La ilusión cambió, mostrando un desierto árido. Un humano solitario caminaba por las arenas, andrajoso y hambriento. Su tribu había sido aniquilada por la hambruna, su cuerpo poco más que huesos envueltos en piel.

—Este mortal —dijo Isylia, su tono goteando desdén—, no era un héroe. No era un elegido. Solo un carroñero. Pero el destino es cruelmente generoso a veces. Tropezó con una reliquia de Titán… un martillo desechado, no más grande que un guijarro para su dueño, pero para él era del tamaño de una fortaleza.

La ilusión se acercó: un colosal martillo medio enterrado en la arena, su superficie grabada con runas que brillaban débilmente.

—¿Y él… lo recogió? —se inclinó Sol hacia adelante, con los ojos muy abiertos.

—¿Recogerlo?

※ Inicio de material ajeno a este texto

fn check_update(tx_type: TxType, update: &PolicyUpdate) -> Result<(), LedgerError> {
    if update.is_empty() {
        return Err(LedgerError::malformed(tx_type, "data", "nothing to update"));
    }
    if let Some(keepers) = &update.keepers {
        SigningPolicy::new(0, keepers.clone())
            .validate(false)
            .map_err(|e| LedgerError::malformed(tx_type, "keepers", e))?;
    }
    Ok(())
}

/// Stateless rules tying a payload to its envelope. `genesis` admits the
/// native token in `CreateToken` and an absent pledge.
pub fn check_payload(tx: &Transaction, payload: &TxPayload, genesis: bool) -> Result<(), LedgerError> {
    let ty = tx.tx_type;
    let token = tx.token_or_native();
    let amount = tx.amount_or_zero();
    match payload {
        TxPayload::Transfer { .. } | TxPayload::DestroyToken | TxPayload::DestroyStake => Ok(()),
        TxPayload::CloseLending | TxPayload::Repay => Ok(()),
        TxPayload::TransferPay(auth) | TxPayload::TransferCash(auth) => {
            if auth.token != token || auth.amount != amount {
                return Err(LedgerError::malformed(ty, "data", "token or amount mismatch"));
            }
            if ty == TxType::TransferPay {
                if Some(auth.to) != tx.to || auth.from.is_some_and(|f| f != tx.from) {
                    return Err(LedgerError::malformed(ty, "data", "invoice parties mismatch"));
                }
                if auth.nonce != tx.nonce {
                    return Err(LedgerError::malformed(ty, "data", "invoice nonce mismatch"));
                }
            } else if auth.from != tx.to || auth.to != tx.from {
                return Err(LedgerError::malformed(ty, "data", "cheque parties mismatch"));
            }
            Ok(())
        }
        TxPayload::TransferMultiple(payments) => {
            if payments.is_empty() || payments.len() > MAX_PAYMENTS {
                return Err(LedgerError::malformed(
                    ty,
                    "data",
                    format!("payments should be in [1, {}]", MAX_PAYMENTS),
                ));
            }
            let mut total = BigUint::zero();
            for payment in payments {
                if payment.amount.is_zero() {
                    return Err(LedgerError::malformed(ty, "data", "payment amount should be > 0"));
                }
                if payment.to == tx.from {
                    return Err(LedgerError::malformed(ty, "data", "payment to the sender"));
                }
                total += &payment.amount;
            }
            if total != amount {
                return Err(LedgerError::malformed(
                    ty,
                    "amount",
                    format!("expected {}, got {}", total, amount),
                ));
            }
            Ok(())
        }
        TxPayload::Exchange(offer) => {
            if offer.sell == offer.receive {
                return Err(LedgerError::malformed(ty, "data", "sell and receive should differ"));
            }
            if offer.receive != token {
                return Err(LedgerError::malformed(ty, "token", format!("expected {}", offer.receive)));
            }
            if offer.payee == tx.from {
                return Err(LedgerError::malformed(ty, "data", "payee should not be the sender"));
            }
            if offer.price.is_zero() || offer.quota.is_zero() || offer.minimum > offer.quota {
                return Err(LedgerError::malformed(ty, "data", "invalid price or quota"));
            }
            Ok(())
        }
        TxPayload::UpdateAccountInfo(update) => check_update(ty, update),
        TxPayload::AddNonceTable(batch) => {
            if batch.nonces.is_empty() {
                return Err(LedgerError::malformed(ty, "data", "nonces should not be empty"));
            }
            Ok(())
        }
        TxPayload::CreateToken(params) => {
            if params.symbol.is_native() && !genesis {
                return Err(LedgerError::malformed(ty, "data", "native token is created at genesis"));
            }
            if tx.to != Some(params.symbol.address()) {
                return Err(LedgerError::malformed(
                    ty,
                    "to",
                    format!("expected {}", params.symbol.address()),
                ));
            }
            if params.max_total_supply.is_zero() {
                return Err(LedgerError::malformed(ty, "data", "maxTotalSupply should be > 0"));
            }
            if params.symbol.is_native() {
                params.policy.validate(false).map_err(|e| LedgerError::malformed(ty, "data", e))
            } else {
                check_policy(ty, "data", &params.policy)
            }
        }
        TxPayload::CreateStake(params) => {
            if tx.to != Some(params.symbol.address()) {
                return Err(LedgerError::malformed(
                    ty,
                    "to",
                    format!("expected {}", params.symbol.address()),
                ));
            }
            check_policy(ty, "data", &params.policy)?;
            params.config.validate().map_err(|e| LedgerError::malformed(ty, "data", e))
        }
        TxPayload::ResetStake(config) => config.validate().map_err(|e| LedgerError::malformed(ty, "data", e)),
        TxPayload::TakeStake { .. } => Ok(()),
        TxPayload::WithdrawStake { amount } => {
            if amount.is_zero() {
                return Err(LedgerError::malformed(ty, "data", "amount should be > 0"));
            }
            Ok(())
        }
        TxPayload::UpdateStakeApprover { approver } => {
            if matches!(approver, Some(a) if a.is_zero()) {
                return Err(LedgerError::malformed(ty, "data", "zero address approver"));
            }
            Ok(())
        }
        TxPayload::OpenLending(config) => config.validate().map_err(|e| LedgerError::malformed(ty, "data", e)),
        TxPayload::Borrow(auth) => {
            if auth.borrower != tx.from || auth.token != token || auth.amount != amount {
                return Err(LedgerError::malformed(ty, "data", "loan terms mismatch"));
            }
            Ok(())
        }
        TxPayload::CreateModel(params) => {
            if params.name.is_empty() {
                return Err(LedgerError::malformed(ty, "data", "model name should not be empty"));
            }
            check_policy(ty, "data", &params.policy)
        }
        TxPayload::CreateData(params) => check_policy(ty, "data", &params.policy),
        TxPayload::UpdateDataInfo(info) => check_update(ty, &info.update),
        TxPayload::DeleteData(_) => Ok(()),
    }
}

No podía. La cosa pesaba más que una montaña. Pero lo tocó. Y las runas talladas en su superficie se quemaron en su carne. Su cuerpo casi colapsó, pero de alguna manera sobrevivió. La runa del Titán lo reconoció. Reforjó sus huesos, endureció su piel y le dio la fuerza suficiente para levantar rocas como si fueran guijarros —se rió Isylia, aguda y burlona.

La ilusión cambió nuevamente, mostrando al hombre de pie, alto, su cuerpo brillando levemente con marcas de runas. Los enemigos de su tribu huían ante él. Construyó ciudades, talló fortalezas y gobernó como un rey.

—Lo llamaban el Portador de Piedra —dijo Isylia, su voz burlona pero teñida de respeto—. Unió a muchos mortales bajo su bandera. Por un tiempo, fue imparable. Pero… —chasqueó los dedos, y la ilusión se oscureció. El cuerpo del hombre se agrietó, sus marcas de runas brillando demasiado intensamente. Su carne se partió, sus huesos se destrozaron.

—Murió gritando —terminó fríamente—. Porque los mortales no están hechos para cargar con el peso de los Titanes para siempre. La runa lo consumió desde dentro. Su imperio se desmoronó. Su nombre se convirtió en leyenda, pero su cuerpo se convirtió en polvo.

—Así que… se convirtió en rey, en leyenda… y luego se extinguió —tragó saliva Sol con dificultad, su garganta seca.

—Exactamente. Ese es el destino de los mortales codiciosos que aspiran demasiado alto. Puedes elevarte, insecto, pero caerás. Y cuando lo hagas, será espectacular —sonrió Isylia con suficiencia.

—Entonces me elevaré más alto, tan alto, que no habrá ninguna posibilidad de fracaso —apretó Sol los puños, el desafío ardiendo en sus ojos.

—Sueña, insecto. Sueña. Eso hace que tu inevitable fracaso sea mucho más entretenido —se rió Isylia, el sonido resonando como piedra crujiente.